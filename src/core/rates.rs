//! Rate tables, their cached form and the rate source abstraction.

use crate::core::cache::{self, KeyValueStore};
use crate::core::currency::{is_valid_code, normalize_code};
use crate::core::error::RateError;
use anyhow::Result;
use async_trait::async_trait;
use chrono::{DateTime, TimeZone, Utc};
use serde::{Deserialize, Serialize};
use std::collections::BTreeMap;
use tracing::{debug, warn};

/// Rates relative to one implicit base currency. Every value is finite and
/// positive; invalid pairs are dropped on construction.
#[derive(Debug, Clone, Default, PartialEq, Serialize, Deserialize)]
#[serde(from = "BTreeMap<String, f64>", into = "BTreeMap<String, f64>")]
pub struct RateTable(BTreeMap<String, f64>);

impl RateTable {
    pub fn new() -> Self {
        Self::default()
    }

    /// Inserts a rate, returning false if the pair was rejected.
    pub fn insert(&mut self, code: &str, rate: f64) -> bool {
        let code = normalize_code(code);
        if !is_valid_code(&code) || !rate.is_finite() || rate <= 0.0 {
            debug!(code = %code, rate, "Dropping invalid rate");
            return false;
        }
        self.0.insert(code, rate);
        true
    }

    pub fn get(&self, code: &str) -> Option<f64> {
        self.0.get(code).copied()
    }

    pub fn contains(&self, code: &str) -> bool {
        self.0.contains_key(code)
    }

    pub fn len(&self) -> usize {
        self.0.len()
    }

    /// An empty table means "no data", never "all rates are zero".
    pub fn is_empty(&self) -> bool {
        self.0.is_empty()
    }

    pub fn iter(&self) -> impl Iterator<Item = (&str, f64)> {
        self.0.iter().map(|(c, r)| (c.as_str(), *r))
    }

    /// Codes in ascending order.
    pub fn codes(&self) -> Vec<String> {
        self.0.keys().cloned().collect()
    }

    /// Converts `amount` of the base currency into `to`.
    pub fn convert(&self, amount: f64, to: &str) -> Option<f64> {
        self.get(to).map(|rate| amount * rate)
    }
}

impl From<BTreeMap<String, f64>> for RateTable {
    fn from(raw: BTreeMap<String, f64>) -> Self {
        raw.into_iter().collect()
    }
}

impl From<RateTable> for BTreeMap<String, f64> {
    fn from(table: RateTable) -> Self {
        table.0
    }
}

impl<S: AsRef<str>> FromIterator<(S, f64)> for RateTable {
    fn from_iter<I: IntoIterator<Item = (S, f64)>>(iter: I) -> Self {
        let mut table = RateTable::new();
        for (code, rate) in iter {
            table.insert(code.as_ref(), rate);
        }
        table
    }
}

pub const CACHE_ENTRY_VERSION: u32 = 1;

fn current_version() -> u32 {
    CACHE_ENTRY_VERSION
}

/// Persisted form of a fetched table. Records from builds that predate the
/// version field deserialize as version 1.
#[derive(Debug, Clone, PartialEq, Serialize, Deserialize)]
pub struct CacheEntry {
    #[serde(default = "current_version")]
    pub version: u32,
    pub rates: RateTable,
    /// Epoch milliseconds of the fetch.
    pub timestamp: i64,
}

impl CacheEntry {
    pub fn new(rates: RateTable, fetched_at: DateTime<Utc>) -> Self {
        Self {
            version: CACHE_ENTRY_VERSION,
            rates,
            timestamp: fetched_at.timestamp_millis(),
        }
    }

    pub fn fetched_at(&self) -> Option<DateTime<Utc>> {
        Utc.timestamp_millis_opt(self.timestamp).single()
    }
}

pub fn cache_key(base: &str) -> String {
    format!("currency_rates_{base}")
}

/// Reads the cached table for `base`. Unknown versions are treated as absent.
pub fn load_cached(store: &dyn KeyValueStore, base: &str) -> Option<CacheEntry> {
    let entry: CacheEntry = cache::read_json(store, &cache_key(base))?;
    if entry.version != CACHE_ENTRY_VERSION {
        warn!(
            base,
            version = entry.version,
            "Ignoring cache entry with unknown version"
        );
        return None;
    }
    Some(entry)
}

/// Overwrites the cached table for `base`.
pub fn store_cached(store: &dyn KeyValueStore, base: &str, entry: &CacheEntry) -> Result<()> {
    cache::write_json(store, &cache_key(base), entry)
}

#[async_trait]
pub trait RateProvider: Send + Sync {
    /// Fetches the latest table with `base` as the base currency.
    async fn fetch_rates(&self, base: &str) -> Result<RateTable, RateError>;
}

* * *

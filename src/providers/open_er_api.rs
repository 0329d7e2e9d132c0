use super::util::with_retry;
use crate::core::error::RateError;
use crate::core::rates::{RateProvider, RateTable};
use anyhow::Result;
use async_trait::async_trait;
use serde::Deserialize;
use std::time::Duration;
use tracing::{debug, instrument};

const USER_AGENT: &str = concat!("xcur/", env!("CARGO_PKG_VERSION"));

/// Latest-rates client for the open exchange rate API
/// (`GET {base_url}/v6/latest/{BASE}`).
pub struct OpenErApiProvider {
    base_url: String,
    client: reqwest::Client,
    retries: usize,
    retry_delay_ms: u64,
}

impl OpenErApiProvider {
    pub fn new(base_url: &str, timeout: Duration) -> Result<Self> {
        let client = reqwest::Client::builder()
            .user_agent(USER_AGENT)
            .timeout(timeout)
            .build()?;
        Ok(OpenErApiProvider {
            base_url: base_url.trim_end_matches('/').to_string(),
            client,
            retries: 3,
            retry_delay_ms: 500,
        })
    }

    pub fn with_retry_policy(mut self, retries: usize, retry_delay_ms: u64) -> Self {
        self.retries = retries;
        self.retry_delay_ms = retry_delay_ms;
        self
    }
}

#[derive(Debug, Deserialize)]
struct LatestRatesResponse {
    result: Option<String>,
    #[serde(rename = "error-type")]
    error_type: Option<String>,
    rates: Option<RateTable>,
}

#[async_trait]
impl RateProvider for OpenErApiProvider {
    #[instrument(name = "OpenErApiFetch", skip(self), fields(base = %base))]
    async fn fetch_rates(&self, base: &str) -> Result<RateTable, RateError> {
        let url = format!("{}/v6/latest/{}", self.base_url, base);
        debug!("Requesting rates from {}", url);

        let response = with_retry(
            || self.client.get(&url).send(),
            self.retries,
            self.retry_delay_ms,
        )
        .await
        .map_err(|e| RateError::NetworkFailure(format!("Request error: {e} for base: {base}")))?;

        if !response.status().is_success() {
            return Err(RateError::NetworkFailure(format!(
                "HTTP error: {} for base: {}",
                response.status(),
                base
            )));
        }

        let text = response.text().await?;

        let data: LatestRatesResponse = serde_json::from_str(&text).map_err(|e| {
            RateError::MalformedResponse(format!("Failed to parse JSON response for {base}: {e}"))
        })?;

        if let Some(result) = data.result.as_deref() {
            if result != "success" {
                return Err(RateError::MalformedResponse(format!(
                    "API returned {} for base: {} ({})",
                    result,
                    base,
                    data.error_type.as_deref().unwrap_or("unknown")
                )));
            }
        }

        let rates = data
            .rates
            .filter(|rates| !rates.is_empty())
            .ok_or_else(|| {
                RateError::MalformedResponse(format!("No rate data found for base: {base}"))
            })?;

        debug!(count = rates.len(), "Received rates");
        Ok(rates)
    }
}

▸ **WORK INSTRUCTIONS**:
Taking the records above as input, show every line in which the word "KeyValueStore" is present.

▸ **RESPONSE AREA**:
use crate::core::cache::{self, KeyValueStore};
pub fn load_cached(store: &dyn KeyValueStore, base: &str) -> Option<CacheEntry> {
pub fn store_cached(store: &dyn KeyValueStore, base: &str, entry: &CacheEntry) -> Result<()> {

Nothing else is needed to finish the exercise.